Well, you can't accuse the Tories of not trying. Having provided us (or me, at least) with a regular supply of richly comic leaders, from John Major to Michael Howard (taking in William Hague and the peerless Iain Duncan Smith on the way), they've gone one better this time. Or five better, to be precise. OK, they're saying, we may not match Tony Blair for quality, but we can bloody well outnumber him. Five leaders for the price of one. Six if you include Howard. All right, five then.

And so we had our hugely entertaining beauty parade. All that was needed was Eric Morley and his wife to introduce the contestants in daywear, evening wear and swimwear, and a leathery-skinned, permatanned Lothario as one of the judges. The BBC's Daily Politics show duly supplied one. No, not Andrew Neil (good guess, though), but Peter Stringfellow, who sat in as a judge. Now there's a sense of humour for you. Even better, Norman Lamont was sitting alongside, insisting that flagellation was all very well but it had to come to an end sooner or later. Hurrah! Memories of his erstwhile lodger Miss Whiplash flew across my mind. And surely across Neil's mind, too . . .

Asked which leadership candidate he was supporting, Stringfellow said "whoever wins", which neatly sums up the problem. Never mind the policy, just choose somebody. This is dangerous stuff for the Tories, who may end up projecting on to their leader whatever personal preferences and prejudices they wish. They might as well choose an iPod on to which they can each download their own favourite mantras and put on those headphones which obligingly shut out any extraneous noise. As it is, given that the party is desperate to show it's willing to change, it is at least a novelty to have five middle-class white males to choose from. (Not entirely fair: one or two would claim that they're upper middle class.) Perhaps they should break the mould and have a rotating leadership for every day of the week: Foxday, Clarkeday, Rifkindday, Cameronday (dressing down day) and Davisday. If Theresa joined in the fun, they could have the most appropriate day of all: Mayday.

As I've said before in this space, form suggests that the Tories will vote not for a leader, but against the others. I still think there'll be a surprise or two yet. I'd wondered if they would fall into the trap of electing their next leader to fight Labour's last one; but Ken Clarke and David Cameron made it clear that they see Gordon Brown as their principal opponent. Naturally, this does assume that when Tony Blair declared this to be his last term, he was telling the truth - always a risky assumption. It is ironic, though, that just as Labour spent its conference wondering how on earth the party could get rid of Blair, the Tories spent theirs trying to find the candidate most like him: Cameron (young and charismatic), David Davis ("the many not the few"), Liam Fox (alarmingly right wing), Malcolm Rifkind (ah! those Edinburgh-educated lawyers!) or Clarke, who does the Blair thing of pretending to listen to the party before telling the members to fuck off. I did find myself warming to Rifkind, speaking without notes and with a good joke about Christopher Columbus ("if he was a Liberal Democrat he'd have discovered the mid-Atlantic"). If the Tory leader is going to be a joke, he might as well be able to tell one.

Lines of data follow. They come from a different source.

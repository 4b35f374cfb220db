//! Route metrics that show what each ethical rule changed.

use serde::Serialize;

use crate::config::RoutingConfig;
use crate::error::Result;
use crate::graph::LocationGraph;
use crate::models::{Route, TipTier};

/// Fairness, fatigue, and priority metrics of a single route.
///
/// Tip and priority metrics look only at customer visits. Drive metrics look
/// at every leg, including the legs out of and back into the depot.
#[derive(Debug, Clone, PartialEq, Serialize)]
pub struct ImpactReport {
    /// Customers at or above the high-tip threshold.
    pub high_tip_served: usize,
    /// Customers below the high-tip threshold.
    pub low_tip_served: usize,
    /// Number of times consecutive customers switch tip tier.
    pub tip_alternations: usize,
    /// Legs at or above the long-drive threshold.
    pub long_drives: usize,
    /// Longest run of consecutive long legs.
    pub max_consecutive_long_drives: usize,
    pub urgent_served: usize,
    pub routine_served: usize,
    /// Mean 0-based position of urgent stops among customers.
    pub average_urgent_position: Option<f64>,
}

impl ImpactReport {
    /// Computes the report for `route` over `graph`.
    ///
    /// # Examples
    ///
    /// ```
    /// use u_dispatch::config::RoutingConfig;
    /// use u_dispatch::evaluation::ImpactReport;
    /// use u_dispatch::graph::LocationGraph;
    /// use u_dispatch::models::{Route, Stop};
    ///
    /// let graph = LocationGraph::complete(vec![
    ///     Stop::depot(0, 0.0, 0.0),
    ///     Stop::customer(1, 20.0, 0.0, 5.0, 4.0).with_priority(1),
    ///     Stop::customer(2, 40.0, 0.0, 5.0, 1.0),
    /// ])
    /// .unwrap();
    /// let route = Route::from_ids(0, vec![0, 1, 2, 0]);
    /// let report = ImpactReport::analyze(&graph, &route, &RoutingConfig::default()).unwrap();
    ///
    /// assert_eq!(report.tip_alternations, 1);
    /// assert_eq!(report.long_drives, 3);
    /// assert_eq!(report.max_consecutive_long_drives, 3);
    /// assert_eq!(report.average_urgent_position, Some(0.0));
    /// ```
    pub fn analyze(graph: &LocationGraph, route: &Route, config: &RoutingConfig) -> Result<Self> {
        let mut customers = Vec::with_capacity(route.len());
        for &id in route.stop_ids() {
            let stop = graph.stop(id)?;
            if !stop.is_depot() {
                customers.push(stop);
            }
        }

        let tiers: Vec<TipTier> = customers
            .iter()
            .map(|s| s.tip_tier(config.high_tip_threshold))
            .collect();
        let high_tip_served = tiers.iter().filter(|&&t| t == TipTier::High).count();
        let tip_alternations = tiers.windows(2).filter(|w| w[0] != w[1]).count();

        let mut long_drives = 0;
        let mut max_consecutive_long_drives = 0;
        let mut run = 0;
        for (from, to) in route.legs() {
            if graph.distance(from, to)? >= config.long_drive_threshold {
                long_drives += 1;
                run += 1;
                max_consecutive_long_drives = max_consecutive_long_drives.max(run);
            } else {
                run = 0;
            }
        }

        let urgent_positions: Vec<usize> = customers
            .iter()
            .enumerate()
            .filter(|(_, s)| s.is_urgent())
            .map(|(i, _)| i)
            .collect();
        let average_urgent_position = if urgent_positions.is_empty() {
            None
        } else {
            Some(urgent_positions.iter().sum::<usize>() as f64 / urgent_positions.len() as f64)
        };

        Ok(Self {
            high_tip_served,
            low_tip_served: customers.len() - high_tip_served,
            tip_alternations,
            long_drives,
            max_consecutive_long_drives,
            urgent_served: urgent_positions.len(),
            routine_served: customers.len() - urgent_positions.len(),
            average_urgent_position,
        })
    }
}
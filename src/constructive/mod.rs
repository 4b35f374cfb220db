//! Greedy route construction.
//!
//! - [`build_route`] — single-pass greedy tour under any [`crate::objective::Objective`], O(n²)
//! - [`build_route_for`] — same, with a fresh objective chosen by [`crate::objective::ObjectiveKind`]
//! - [`compare_strategies`] — several objectives over one graph, run in parallel

mod batch;
mod route_builder;

pub use batch::{compare_strategies, StrategyRun};
pub use route_builder::{build_route, build_route_for};
//! Linear distance-to-money conversion.

use crate::config::RoutingConfig;

/// Converts a physical distance into a monetary travel cost.
///
/// # Examples
///
/// ```
/// use u_dispatch::graph::CostModel;
///
/// let model = CostModel::default();
/// assert!((model.travel_cost(10.0) - 5.0).abs() < 1e-10);
/// ```
#[derive(Debug, Clone, Copy, PartialEq)]
pub struct CostModel {
    rate: f64,
}

impl CostModel {
    /// Default cost per unit of distance.
    pub const DEFAULT_RATE: f64 = 0.50;

    /// Cost model charging `rate` per unit of distance.
    pub fn new(rate: f64) -> Self {
        Self { rate }
    }

    /// Cost model using the configured rate.
    pub fn from_config(config: &RoutingConfig) -> Self {
        Self::new(config.cost_rate)
    }

    /// Cost per unit of distance.
    pub fn rate(&self) -> f64 {
        self.rate
    }

    /// `distance * rate`.
    pub fn travel_cost(&self, distance: f64) -> f64 {
        distance * self.rate
    }
}

impl Default for CostModel {
    fn default() -> Self {
        Self::new(Self::DEFAULT_RATE)
    }
}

By midweek, I found myself thinking that this pageant, amusing as it is, may in fact do the Tories no harm, as it at least puts their best cards on public display. Rifkind and Clarke showed themselves to be class conference performers, and Cameron managed to make Tony Blair look old. He calls himself the Coca-Cola candidate ("the real thing"). I'd say he'd be better named after a firm of accountants: Earnest and Young.

A final thought, inspired by Ken Clarke, who does swaggering confidence better than anyone. If Labour claims to be the party of the entrepreneur, then Clarke's Tories would be the party of the entrepreneur-neur-nuh-neur-neur.